Report all lines of the data below that hold the word "Centralized".

- [Given entries]
■ ■ ■ ■ ■

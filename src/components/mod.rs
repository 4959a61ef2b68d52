//! UI components built with Leptos.
//!
//! - [`FileUpload`] - Archive picker with loading and error display
//! - [`Explorer`] - Searchable file tree
//! - [`Viewer`] - Content viewer for markdown, images and text
//! - [`Lightbox`] - Modal view of a rendered diagram
//! - [`icons`] - Centralized icon definitions (change theme here)

pub mod explorer;
pub mod icons;
mod lightbox;
mod upload;
pub mod viewer;

pub use explorer::Explorer;
pub use lightbox::Lightbox;
pub use upload::FileUpload;
pub use viewer::Viewer;
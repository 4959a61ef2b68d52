//! Centralized icon definitions.
//!
//! Icon theme is configured in `config.rs` via `ICON_THEME`.
//! This module maps semantic icon names to the selected theme's icons.

use icondata::Icon;

use crate::config::IconTheme;

// =============================================================================
// Theme Imports
// =============================================================================

mod lucide {
    pub use icondata::{
        LuChevronDown as ChevronDown, LuChevronRight as ChevronRight, LuFile as File,
        LuFileText as FileText, LuFolder as Folder, LuFolderOpen as FolderOpen,
        LuImage as FileImage, LuList as Menu, LuRotateCcw as Reset, LuSearch as Search,
        LuUpload as Upload, LuX as Close, LuZoomIn as ZoomIn,
    };
}

mod bootstrap {
    pub use icondata::{
        BsArrowCounterclockwise as Reset, BsChevronDown as ChevronDown,
        BsChevronRight as ChevronRight, BsFileEarmark as File, BsFileEarmarkImage as FileImage,
        BsFileEarmarkText as FileText, BsFolderFill as Folder, BsFolder2Open as FolderOpen,
        BsListUl as Menu, BsSearch as Search, BsUpload as Upload, BsXLg as Close,
        BsZoomIn as ZoomIn,
    };
}

// =============================================================================
// Icon Constants (selected based on theme)
// =============================================================================

macro_rules! themed_icon {
    ($name:ident, $theme_name:ident) => {
        pub const $name: Icon = match crate::config::ICON_THEME {
            IconTheme::Lucide => lucide::$theme_name,
            IconTheme::Bootstrap => bootstrap::$theme_name,
        };
    };
}

themed_icon!(CHEVRON_DOWN, ChevronDown);
themed_icon!(CHEVRON_RIGHT, ChevronRight);
themed_icon!(FOLDER, Folder);
themed_icon!(FOLDER_OPEN, FolderOpen);
themed_icon!(FILE, File);
themed_icon!(FILE_TEXT, FileText);
themed_icon!(FILE_IMAGE, FileImage);
themed_icon!(SEARCH, Search);
themed_icon!(MENU, Menu);
themed_icon!(RESET, Reset);
themed_icon!(UPLOAD, Upload);
themed_icon!(CLOSE, Close);
themed_icon!(ZOOM_IN, ZoomIn);
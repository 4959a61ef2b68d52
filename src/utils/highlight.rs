//! Search-query highlighting.
//!
//! Splits text into matching and non-matching runs (case-insensitive,
//! literal) so the explorer, the text viewer and the Markdown renderer
//! mark matches the same way.

use regex::{Regex, RegexBuilder};

/// A run of text and whether it matched the query.
#[derive(Clone, Debug, PartialEq, Eq)]
pub struct Run<'a> {
    pub text: &'a str,
    pub matched: bool,
}

/// Split `text` into runs around case-insensitive occurrences of `query`.
///
/// A blank query yields the whole text as a single unmatched run.
pub fn split_matches<'a>(text: &'a str, query: &str) -> Vec<Run<'a>> {
    let Some(re) = query_regex(query) else {
        return vec![Run {
            text,
            matched: false,
        }];
    };

    let mut runs = Vec::new();
    let mut last = 0;
    for m in re.find_iter(text) {
        if m.start() > last {
            runs.push(Run {
                text: &text[last..m.start()],
                matched: false,
            });
        }
        runs.push(Run {
            text: m.as_str(),
            matched: true,
        });
        last = m.end();
    }
    if last < text.len() || runs.is_empty() {
        runs.push(Run {
            text: &text[last..],
            matched: false,
        });
    }
    runs
}

/// Escape `text` as HTML, wrapping matches of `query` in `<mark>`.
pub fn highlight_matches(text: &str, query: &str) -> String {
    let mut html = String::with_capacity(text.len());
    for run in split_matches(text, query) {
        let escaped = ammonia::clean_text(run.text);
        if run.matched {
            html.push_str("<mark>");
            html.push_str(&escaped);
            html.push_str("</mark>");
        } else {
            html.push_str(&escaped);
        }
    }
    html
}

fn query_regex(query: &str) -> Option<Regex> {
    if query.trim().is_empty() {
        return None;
    }
    RegexBuilder::new(&regex::escape(query))
        .case_insensitive(true)
        .build()
        .ok()
}
//! Application configuration.
//!
//! Centralizes all configuration constants used throughout the application.

// =============================================================================
// Application Metadata
// =============================================================================

/// Application name displayed in the sidebar and upload screen.
pub const APP_NAME: &str = "Documentation";

/// Application version.
pub const APP_VERSION: &str = "0.1.0";

// =============================================================================
// Archive Classification
// =============================================================================

/// Entry path prefixes that are never shown (macOS resource forks).
pub const IGNORED_PREFIXES: &[&str] = &["__MACOSX/"];

/// Final path segments that are never shown, wherever they appear.
pub const IGNORED_FILENAMES: &[&str] = &[".DS_Store"];

/// Extensions rendered as Markdown (compared lowercased, with the dot).
pub const MARKUP_EXTENSIONS: &[&str] = &[".md", ".markdown"];

/// Image extensions and the MIME type used for their data URIs.
pub const IMAGE_TYPES: &[(&str, &str)] = &[
    ("png", "image/png"),
    ("jpg", "image/jpeg"),
    ("jpeg", "image/jpeg"),
    ("gif", "image/gif"),
    ("svg", "image/svg+xml"),
    ("webp", "image/webp"),
];

/// MIME type for anything that is not a recognized image.
pub const DEFAULT_MIME_TYPE: &str = "application/octet-stream";

// =============================================================================
// Upload
// =============================================================================

/// `accept` attribute of the archive file picker.
pub const ACCEPTED_ARCHIVE_TYPES: &str = ".zip,application/zip,application/x-zip-compressed";

/// The one message shown for any archive that cannot be processed.
pub const ARCHIVE_ERROR_MESSAGE: &str =
    "Failed to process ZIP file. Please ensure it is a valid and uncorrupted file.";

// =============================================================================
// Rendering
// =============================================================================

/// Diagram rendering configuration.
pub mod diagram {
    /// Fenced code block language tag holding a diagram definition.
    pub const LANGUAGE: &str = "mermaid";
    /// Prefix for the element ids handed to `mermaid.render`.
    pub const ID_PREFIX: &str = "mermaid-svg-";
    /// Mermaid theme.
    pub const THEME: &str = "dark";
    /// Mermaid security level.
    pub const SECURITY_LEVEL: &str = "loose";
}

// =============================================================================
// UI Configuration
// =============================================================================

/// Horizontal indentation per explorer tree level, in pixels.
pub const TREE_INDENT_PX: usize = 20;

/// Base left padding of an explorer row, in pixels.
pub const TREE_BASE_PADDING_PX: usize = 8;

/// Icon theme selection.
///
/// Available themes:
/// - `Bootstrap` - Familiar, slightly bolder (default)
/// - `Lucide` - Minimal, thin strokes
#[derive(Debug, Clone, Copy, PartialEq, Eq, Default)]
#[allow(dead_code)]
pub enum IconTheme {
    #[default]
    Bootstrap,
    Lucide,
}

/// Current icon theme used throughout the application.
pub const ICON_THEME: IconTheme = IconTheme::Bootstrap;
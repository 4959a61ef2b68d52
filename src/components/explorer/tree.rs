//! File tree rendering.
//!
//! Folders are collapsible and start open. Names are shown with the
//! current search query marked.

use leptos::either::Either;
use leptos::prelude::*;
use leptos_icons::Icon;

use crate::app::AppContext;
use crate::components::icons as ic;
use crate::config::{TREE_BASE_PADDING_PX, TREE_INDENT_PX};
use crate::core::Action;
use crate::models::{FileNode, FileType};
use crate::utils::split_matches;

stylance::import_crate_style!(css, "src/components/explorer/explorer.module.css");

fn indent_style(depth: usize) -> String {
    format!(
        "padding-left: {}px",
        TREE_BASE_PADDING_PX + depth * TREE_INDENT_PX
    )
}

fn file_icon(path: &str) -> icondata::Icon {
    match FileType::from_path(path) {
        FileType::Markdown => ic::FILE_TEXT,
        FileType::Image => ic::FILE_IMAGE,
        FileType::Text => ic::FILE,
    }
}

/// Render a list of sibling nodes at `depth`.
///
/// Rebuilt whenever the filtered tree changes, so folders always show the
/// children of the current result.
#[component]
pub fn TreeNodes(nodes: Vec<FileNode>, depth: usize) -> AnyView {
    nodes
        .into_iter()
        .map(|node| match node {
            folder @ FileNode::Folder { .. } => {
                view! { <FolderNode folder=folder depth=depth /> }.into_any()
            }
            FileNode::File { name, path } => {
                view! { <FileItem name=name path=path depth=depth /> }.into_any()
            }
        })
        .collect_view()
        .into_any()
}

#[component]
fn FolderNode(folder: FileNode, depth: usize) -> AnyView {
    let (open, set_open) = signal(true);
    let children = folder.children().to_vec();

    view! {
        <div class=css::folder role="group" data-path=folder.path().to_string()>
            <button
                class=css::row
                style=indent_style(depth)
                aria-expanded=move || open.get().to_string()
                on:click=move |_| set_open.update(|o| *o = !*o)
            >
                <span class=css::chevron>
                    {move || {
                        let icon = if open.get() { ic::CHEVRON_DOWN } else { ic::CHEVRON_RIGHT };
                        view! { <Icon icon=icon /> }
                    }}
                </span>
                <span class=css::icon>
                    {move || {
                        let icon = if open.get() { ic::FOLDER_OPEN } else { ic::FOLDER };
                        view! { <Icon icon=icon /> }
                    }}
                </span>
                <HighlightedName name=folder.name().to_string() />
            </button>
            <Show when=move || open.get()>
                <TreeNodes nodes=children.clone() depth=depth + 1 />
            </Show>
        </div>
    }
    .into_any()
}

#[component]
fn FileItem(name: String, path: String, depth: usize) -> impl IntoView {
    let ctx = use_context::<AppContext>().expect("AppContext must be provided");

    let icon = file_icon(&path);
    let path_for_select = path.clone();
    let is_selected = Memo::new(move |_| {
        ctx.state.with(|s| {
            s.selection
                .as_ref()
                .is_some_and(|sel| sel.path == path_for_select)
        })
    });
    let path_for_click = path.clone();

    view! {
        <button
            class=move || {
                if is_selected.get() {
                    format!("{} {} {}", css::row, css::fileRow, css::selected)
                } else {
                    format!("{} {}", css::row, css::fileRow)
                }
            }
            style=indent_style(depth)
            title=path
            on:click=move |_| ctx.dispatch(Action::SelectFile(path_for_click.clone()))
        >
            <span class=css::icon>
                <Icon icon=icon />
            </span>
            <HighlightedName name=name />
        </button>
    }
}

/// A node name with query matches wrapped in `<mark>`.
#[component]
fn HighlightedName(name: String) -> impl IntoView {
    let ctx = use_context::<AppContext>().expect("AppContext must be provided");
    let query = Memo::new(move |_| ctx.state.with(|s| s.search_query.clone()));

    view! {
        <span class=css::name>
            {move || {
                query.with(|q| {
                    split_matches(&name, q)
                        .into_iter()
                        .map(|run| {
                            let text = run.text.to_string();
                            if run.matched {
                                Either::Left(view! { <mark class=css::mark>{text}</mark> })
                            } else {
                                Either::Right(text)
                            }
                        })
                        .collect_view()
                })
            }}
        </span>
    }
}
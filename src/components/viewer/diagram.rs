//! Inline diagram block.
//!
//! Renders its definition once on mount. A failure only replaces this
//! block with an error box; clicking a rendered diagram opens it in the
//! lightbox.

use leptos::prelude::*;
use leptos_icons::Icon;
use wasm_bindgen_futures::spawn_local;

use crate::app::AppContext;
use crate::components::icons as ic;
use crate::core::Action;
use crate::utils::{DiagramState, MermaidRenderer};

stylance::import_crate_style!(css, "src/components/viewer/viewer.module.css");

#[component]
pub fn DiagramBlock(definition: String) -> impl IntoView {
    let ctx = use_context::<AppContext>().expect("AppContext must be provided");
    let (state, set_state) = signal(DiagramState::Loading);

    spawn_local(async move {
        let resolved = DiagramState::resolve(&MermaidRenderer, &definition).await;
        // The block may have been unmounted while rendering
        set_state.try_set(resolved);
    });

    move || match state.get() {
        DiagramState::Loading => view! {
            <div class=css::diagramLoading>"Loading diagram..."</div>
        }
        .into_any(),
        DiagramState::Failed(message) => view! {
            <div class=css::diagramError role="alert">
                <strong>"Mermaid Diagram Error"</strong>
                <pre>{message}</pre>
            </div>
        }
        .into_any(),
        DiagramState::Rendered(svg) => {
            let svg_for_lightbox = svg.clone();
            view! {
                <div
                    class=css::diagram
                    title="Click to enlarge"
                    on:click=move |_| ctx.dispatch(Action::OpenLightbox(svg_for_lightbox.clone()))
                >
                    <div class=css::diagramSvg inner_html=svg></div>
                    <span class=css::zoomHint>
                        <Icon icon=ic::ZOOM_IN />
                    </span>
                </div>
            }
            .into_any()
        }
    }
}
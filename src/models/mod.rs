//! Data models and types for the application.
//!
//! Contains domain types for:
//! - [`FileNode`], [`ContentIndex`], [`EntryContent`], [`FileType`] - Archive tree and content
//! - [`Selection`], [`ViewPhase`] - View management

mod explorer;
mod filesystem;

pub use explorer::{Selection, ViewPhase};
pub use filesystem::{ContentIndex, EntryContent, FileNode, FileType};
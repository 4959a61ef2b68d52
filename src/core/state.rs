//! Application state and its transitions.
//!
//! [`AppState`] is a plain value changed only through [`AppState::apply`].
//! The UI keeps it in a single signal; everything here is synchronous and
//! testable without a browser.

use super::error::ProcessingError;
use super::pipeline::ProcessedArchive;
use super::search::filter_tree;
use crate::models::{ContentIndex, EntryContent, FileNode, Selection, ViewPhase};

/// Identifies one upload. Results tagged with an older generation are stale.
pub type Generation = u64;

/// State transitions.
#[derive(Debug)]
pub enum Action {
    /// A new archive was picked; clears everything and starts loading
    BeginUpload,
    /// Processing of the upload started at `generation` finished
    UploadFinished {
        generation: Generation,
        result: Result<ProcessedArchive, ProcessingError>,
    },
    /// Show a file; ignored if the content index has no such path
    SelectFile(String),
    /// Back to the upload screen
    Reset,
    /// Show a rendered diagram (SVG markup) in the lightbox
    OpenLightbox(String),
    CloseLightbox,
    SetSidebarOpen(bool),
    SetSearchQuery(String),
}

/// Everything the viewer displays.
#[derive(Clone, Debug, Default, PartialEq)]
pub struct AppState {
    pub tree: Vec<FileNode>,
    pub contents: ContentIndex,
    pub selection: Option<Selection>,
    pub loading: bool,
    pub error: Option<String>,
    pub lightbox_svg: Option<String>,
    pub sidebar_open: bool,
    pub search_query: String,
    pub phase: ViewPhase,
    /// Generation of the most recently started upload
    pub generation: Generation,
}

impl AppState {
    pub fn new() -> Self {
        Self::default()
    }

    /// Apply one transition.
    ///
    /// Returns `false` when the action was dropped (stale upload result,
    /// selection of an unknown path).
    pub fn apply(&mut self, action: Action) -> bool {
        match action {
            Action::BeginUpload => {
                let generation = self.generation + 1;
                *self = Self {
                    loading: true,
                    phase: ViewPhase::Loading,
                    generation,
                    ..Self::default()
                };
                true
            }
            Action::UploadFinished { generation, result } => {
                if generation != self.generation || !self.loading {
                    return false;
                }
                self.loading = false;
                match result {
                    Ok(archive) => {
                        self.tree = archive.tree;
                        self.contents = archive.contents;
                        self.phase = ViewPhase::Ready;
                    }
                    Err(e) => {
                        self.error = Some(e.to_string());
                        self.phase = ViewPhase::Failed;
                    }
                }
                true
            }
            Action::SelectFile(path) => match Selection::lookup(&self.contents, &path) {
                Some(selection) => {
                    self.selection = Some(selection);
                    self.sidebar_open = false;
                    true
                }
                None => false,
            },
            Action::Reset => {
                // Keep counting so an upload still in flight stays stale
                let generation = self.generation + 1;
                *self = Self {
                    generation,
                    ..Self::default()
                };
                true
            }
            Action::OpenLightbox(svg) => {
                self.lightbox_svg = Some(svg);
                true
            }
            Action::CloseLightbox => {
                self.lightbox_svg = None;
                true
            }
            Action::SetSidebarOpen(open) => {
                self.sidebar_open = open;
                true
            }
            Action::SetSearchQuery(query) => {
                self.search_query = query;
                true
            }
        }
    }

    /// The tree as shown in the explorer, filtered by the search query.
    pub fn visible_tree(&self) -> Vec<FileNode> {
        filter_tree(&self.tree, &self.contents, &self.search_query)
    }

    /// Path and content of the selected entry.
    pub fn selected(&self) -> Option<(&str, &EntryContent)> {
        let selection = self.selection.as_ref()?;
        let content = selection.content(&self.contents)?;
        Some((selection.path.as_str(), content))
    }
}
//! Lightbox for rendered diagrams.
//!
//! Closed with Escape, the close button or a click outside the diagram.

use leptos::{ev, prelude::*};
use leptos_icons::Icon;

use crate::app::AppContext;
use crate::components::icons as ic;
use crate::core::Action;

stylance::import_crate_style!(css, "src/components/lightbox.module.css");

#[component]
pub fn Lightbox() -> impl IntoView {
    let ctx = use_context::<AppContext>().expect("AppContext must be provided");
    let svg = Memo::new(move |_| ctx.state.with(|s| s.lightbox_svg.clone()));

    move || svg.get().map(|svg| view! { <LightboxOverlay svg=svg /> })
}

#[component]
fn LightboxOverlay(svg: String) -> impl IntoView {
    let ctx = use_context::<AppContext>().expect("AppContext must be provided");
    let close = move || ctx.dispatch(Action::CloseLightbox);

    let handle_keydown = move |ev: ev::KeyboardEvent| {
        if ev.key() == "Escape" {
            ev.prevent_default();
            close();
        }
    };

    // Focus the overlay on mount for keyboard events
    let container_ref = NodeRef::<leptos::html::Div>::new();
    Effect::new(move || {
        if let Some(el) = container_ref.get() {
            let _ = el.focus();
        }
    });

    view! {
        <div
            node_ref=container_ref
            tabindex="-1"
            class=css::overlay
            role="dialog"
            aria-modal="true"
            on:keydown=handle_keydown
            on:click=move |_| close()
        >
            <button
                class=css::closeButton
                title="Close (Esc)"
                on:click=move |ev: ev::MouseEvent| {
                    ev.stop_propagation();
                    close();
                }
            >
                <Icon icon=ic::CLOSE />
            </button>
            <div
                class=css::content
                on:click=|ev: ev::MouseEvent| ev.stop_propagation()
                inner_html=svg
            ></div>
        </div>
    }
}
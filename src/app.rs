//! Root application module.
//!
//! Contains the main App component, AppContext definition, and the upload
//! flow that feeds archive processing results back into [`AppState`].

use leptos::prelude::*;
use leptos_icons::Icon;
use wasm_bindgen_futures::spawn_local;

use crate::components::icons as ic;
use crate::components::{Explorer, FileUpload, Lightbox, Viewer};
use crate::config::APP_NAME;
use crate::core::error::{ArchiveError, ProcessingError};
use crate::core::{Action, AppState, ZipDecoder, process_archive};
use crate::models::ViewPhase;
use crate::utils::dom;

stylance::import_crate_style!(css, "src/app.module.css");

/// Application-wide context.
///
/// Holds the single [`AppState`] signal. Components read it with
/// `with`/`get` and change it only through [`AppContext::dispatch`].
///
/// # Note
///
/// This struct is `Copy` because its only field is a Leptos signal, which
/// is cheap to copy.
#[derive(Clone, Copy)]
pub struct AppContext {
    pub state: RwSignal<AppState>,
}

impl AppContext {
    pub fn new() -> Self {
        Self {
            state: RwSignal::new(AppState::new()),
        }
    }

    /// Apply an action to the application state.
    ///
    /// A no-op once the owning view has been disposed, so results of
    /// uploads that outlive the app are dropped.
    pub fn dispatch(&self, action: Action) {
        self.state.try_update(|state| state.apply(action));
    }

    /// Start processing `file` as a new archive.
    ///
    /// Clears the current view immediately. The result is applied only if
    /// no newer upload (or reset) happened in the meantime.
    pub fn upload(&self, file: web_sys::File) {
        let ctx = *self;
        ctx.dispatch(Action::BeginUpload);
        let generation = ctx.state.with_untracked(|state| state.generation);

        spawn_local(async move {
            let result = match dom::read_file_bytes(&file).await {
                Ok(bytes) => process_archive(&ZipDecoder, bytes).await,
                Err(_e) => {
                    #[cfg(target_arch = "wasm32")]
                    web_sys::console::error_1(&_e);
                    Err(ProcessingError::from(ArchiveError::Malformed(
                        "file could not be read".to_string(),
                    )))
                }
            };
            ctx.dispatch(Action::UploadFinished { generation, result });
        });
    }
}

impl Default for AppContext {
    fn default() -> Self {
        Self::new()
    }
}

/// Root application component with error boundary.
///
/// This component:
/// - Creates and provides the global AppContext
/// - Wraps the app in an ErrorBoundary for graceful error handling
/// - Shows the upload screen until an archive is ready, then the workspace
#[component]
pub fn App() -> impl IntoView {
    let ctx = AppContext::new();
    provide_context(ctx);

    let ready = Memo::new(move |_| ctx.state.with(|s| s.phase == ViewPhase::Ready));

    view! {
        <ErrorBoundary
            fallback=|errors| view! {
                <div class=css::fatal>
                    <h1>"Something went wrong"</h1>
                    <p>"An unexpected error occurred. Please try reloading the page."</p>
                    <ul>
                        {move || errors.get()
                            .into_iter()
                            .map(|(_, e)| view! { <li>{e.to_string()}</li> })
                            .collect::<Vec<_>>()
                        }
                    </ul>
                    <button
                        on:click=move |_| {
                            if let Some(window) = dom::window() {
                                let _ = window.location().reload();
                            }
                        }
                    >
                        "Reload Page"
                    </button>
                </div>
            }
        >
            <Show when=move || ready.get() fallback=|| view! { <FileUpload /> }>
                <Workspace />
            </Show>
            <Lightbox />
        </ErrorBoundary>
    }
}

/// Sidebar with the explorer next to the content viewer.
#[component]
fn Workspace() -> impl IntoView {
    let ctx = use_context::<AppContext>().expect("AppContext must be provided");

    let sidebar_open = Memo::new(move |_| ctx.state.with(|s| s.sidebar_open));
    let file_count = Memo::new(move |_| ctx.state.with(|s| s.contents.len()));

    view! {
        <div class=css::workspace>
            <button
                class=css::menuButton
                title="Toggle file list"
                on:click=move |_| ctx.dispatch(Action::SetSidebarOpen(!sidebar_open.get_untracked()))
            >
                <Icon icon=ic::MENU />
            </button>

            <aside class=move || {
                if sidebar_open.get() {
                    format!("{} {}", css::sidebar, css::sidebarOpen)
                } else {
                    css::sidebar.to_string()
                }
            }>
                <header class=css::sidebarHeader>
                    <div>
                        <h1 class=css::title>{APP_NAME}</h1>
                        <span class=css::subtitle>
                            {move || match file_count.get() {
                                1 => "1 file".to_string(),
                                n => format!("{} files", n),
                            }}
                        </span>
                    </div>
                    <button
                        class=css::iconButton
                        title="Upload another archive"
                        on:click=move |_| ctx.dispatch(Action::Reset)
                    >
                        <Icon icon=ic::RESET />
                    </button>
                </header>
                <Explorer />
            </aside>

            <main class=css::main>
                <Viewer />
            </main>
        </div>
    }
}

■ ■ ■ ■ ■

- [Answer to the exercise]
//! - [`icons`] - Centralized icon definitions (change theme here)
//! Centralized icon definitions.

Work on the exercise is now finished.